The Middle East and North Africa (MENA) is a rising middle-income region, and its citizens rightly expect quality public services. Yet too often they experience disappointment: students attending local schools are insufficiently prepared for the 21st century economy, and those needing health care too often find that public clinics have no doctors or medicines. Few in positions of authority are held accountable for such shortcomings. This situation both undermines the potential for improvement and heightens people’s unhappiness with the delivery system.
Although dissatisfaction with education and health services is widespread in the MENA region, local successes do exist and offer inspiration. At the Kufor Quod Girls’ Secondary School in the rural West Bank, for example, Ms. Abla Habayeb, the school’s principal, provides her teachers with daily encouragement and support, and she involves community members, parents, and teachers in decisions about improving the school. Teachers, students, and the community then reciprocate that commitment. Thus, amid the surrounding poverty and instability, Kufor Quod girls excel in national tests. Similarly, in some poor villages in Jordan and Morocco, the leaders of schools and clinics are reaching out to the community, inspiring citizens’ trust and engagement through transparent and inclusive decision making and the delivery of excellent services.
Learning from such local successes is vital because there are no blueprints for solving service quality problems. Countries around the world are striving to improve education and health care quality. But simply modernizing school and hospital facilities and training staff are no longer sufficient. Delivering quality services requires motivated staff. And staff motivation arises in turn from values and accountability, which are grounded in the wider political, administrative, and social rules, practices, and relationships. Providing high-quality services is hard; the World Bank itself has struggled to ensure that its projects enhance incentives in country systems to achieve better learning and health outcomes.

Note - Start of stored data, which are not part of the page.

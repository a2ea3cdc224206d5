//! Dashboard tab types and utilities
//!
//! This module defines the tabs available inside the interactive dashboard:
//! commerciaux, quotas, prospections, permissions and the profile view.
//! Tab state lives in memory only; it is never persisted between sessions.

use colored::Colorize;
use std::fmt;

/// A tab of the interactive dashboard
///
/// Determines which entity list (or the profile view) is active and which
/// fixed field set the local filter applies to.
#[derive(Debug, Clone, Copy, PartialEq, Eq)]
pub enum Tab {
    /// Sales representatives list
    Commercials,

    /// Quota list with computed status
    Quotas,

    /// Prospection visits list
    Prospections,

    /// Permission management
    Permissions,

    /// Profile of the logged-in responsable
    Profile,
}

impl fmt::Display for Tab {
    fn fmt(&self, f: &mut fmt::Formatter<'_>) -> fmt::Result {
        match self {
            Self::Commercials => write!(f, "COMMERCIAUX"),
            Self::Quotas => write!(f, "QUOTAS"),
            Self::Prospections => write!(f, "PROSPECTIONS"),
            Self::Permissions => write!(f, "PERMISSIONS"),
            Self::Profile => write!(f, "PROFIL"),
        }
    }
}

impl Tab {
    /// Parse a tab from a string
    ///
    /// Accepts the config spelling and the French display spelling.
    ///
    /// # Arguments
    ///
    /// * `s` - String representation of the tab
    ///
    /// # Returns
    ///
    /// Returns the parsed Tab or an error if the string is invalid
    ///
    /// # Examples
    ///
    /// ```
    /// use prospect::screen::Tab;
    ///
    /// let tab = Tab::parse_str("commercials").unwrap();
    /// assert_eq!(tab, Tab::Commercials);
    ///
    /// let tab = Tab::parse_str("commerciaux").unwrap();
    /// assert_eq!(tab, Tab::Commercials);
    /// ```
    pub fn parse_str(s: &str) -> Result<Self, String> {
        match s.to_lowercase().as_str() {
            "commercials" | "commerciaux" => Ok(Self::Commercials),
            "quotas" => Ok(Self::Quotas),
            "prospections" => Ok(Self::Prospections),
            "permissions" => Ok(Self::Permissions),
            "profile" | "profil" => Ok(Self::Profile),
            other => Err(format!("Unknown tab: {}", other)),
        }
    }

    /// Get a user-friendly description of this tab
    pub fn description(&self) -> &'static str {
        match self {
            Self::Commercials => "Liste des commerciaux",
            Self::Quotas => "Liste des quotas",
            Self::Prospections => "Liste des prospections",
            Self::Permissions => "Gestion des permissions",
            Self::Profile => "Profil du responsable",
        }
    }

    /// Get a colored tag representation of this tab
    ///
    /// # Returns
    ///
    /// A colored string suitable for display in terminal output
    pub fn colored_tag(&self) -> String {
        match self {
            Self::Commercials => format!("[{}]", "COMMERCIAUX".cyan()),
            Self::Quotas => format!("[{}]", "QUOTAS".green()),
            Self::Prospections => format!("[{}]", "PROSPECTIONS".yellow()),
            Self::Permissions => format!("[{}]", "PERMISSIONS".purple()),
            Self::Profile => format!("[{}]", "PROFIL".blue()),
        }
    }

    /// All tabs in display order
    pub fn all() -> [Tab; 5] {
        [
            Self::Commercials,
            Self::Quotas,
            Self::Prospections,
            Self::Permissions,
            Self::Profile,
        ]
    }
}

/// Current dashboard state
///
/// Tracks the active tab and the filter text applied to it. The filter is
/// per tab and resets on every tab switch, matching the behavior of a list
/// view whose search box is discarded when the view unmounts.
#[derive(Debug, Clone)]
pub struct DashState {
    /// The active tab
    pub tab: Tab,
    /// Filter applied to the active tab's list
    pub filter: Option<String>,
}

impl DashState {
    /// Create a new dashboard state on the given tab with no filter
    ///
    /// # Examples
    ///
    /// ```
    /// use prospect::screen::{DashState, Tab};
    ///
    /// let state = DashState::new(Tab::Commercials);
    /// assert_eq!(state.tab, Tab::Commercials);
    /// assert!(state.filter.is_none());
    /// ```
    pub fn new(tab: Tab) -> Self {
        Self { tab, filter: None }
    }

    /// Switch to a new tab, clearing the filter
    ///
    /// # Returns
    ///
    /// The old tab that was replaced
    pub fn switch_tab(&mut self, new_tab: Tab) -> Tab {
        let old_tab = self.tab;
        self.tab = new_tab;
        self.filter = None;
        old_tab
    }

    /// Set or clear the filter on the active tab
    pub fn set_filter(&mut self, filter: Option<String>) {
        self.filter = filter;
    }

    /// Format a prompt string with the active tab and filter
    ///
    /// # Returns
    ///
    /// A formatted prompt string like "[COMMERCIAUX] >> " or
    /// "[COMMERCIAUX][filtre: dubois] >> "
    ///
    /// # Examples
    ///
    /// ```
    /// use prospect::screen::{DashState, Tab};
    ///
    /// let mut state = DashState::new(Tab::Quotas);
    /// assert_eq!(state.format_prompt(), "[QUOTAS] >> ");
    ///
    /// state.set_filter(Some("2024".to_string()));
    /// assert_eq!(state.format_prompt(), "[QUOTAS][filtre: 2024] >> ");
    /// ```
    pub fn format_prompt(&self) -> String {
        match &self.filter {
            Some(filter) => format!("[{}][filtre: {}] >> ", self.tab, filter),
            None => format!("[{}] >> ", self.tab),
        }
    }

    /// Format a prompt string with colored tab indicator
    pub fn format_colored_prompt(&self) -> String {
        match &self.filter {
            Some(filter) => format!(
                "{}[{}] >> ",
                self.tab.colored_tag(),
                format!("filtre: {}", filter).yellow()
            ),
            None => format!("{} >> ", self.tab.colored_tag()),
        }
    }

    /// Get the current status as a formatted string
    pub fn status(&self) -> String {
        format!(
            "Onglet: {} ({})\nFiltre: {}",
            self.tab,
            self.tab.description(),
            self.filter.as_deref().unwrap_or("(aucun)")
        )
    }
}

We argue that because of the complex circumstances found in MENA countries, it is necessary to build on evidence of local successes and positive trends at the level of institutions, performance, and citizens’ trust and engagement. We hope that this report and its recommendations will help citizens, civil servants, policy makers, and donors alike jointly identify and build on the present foundation to improve the delivery of social services, shifting the cycle of performance into a virtuous gear. An improved cycle of performance is what those living in the MENA countries deserve and what would enable them to fulfill their hopes and dreams for the future.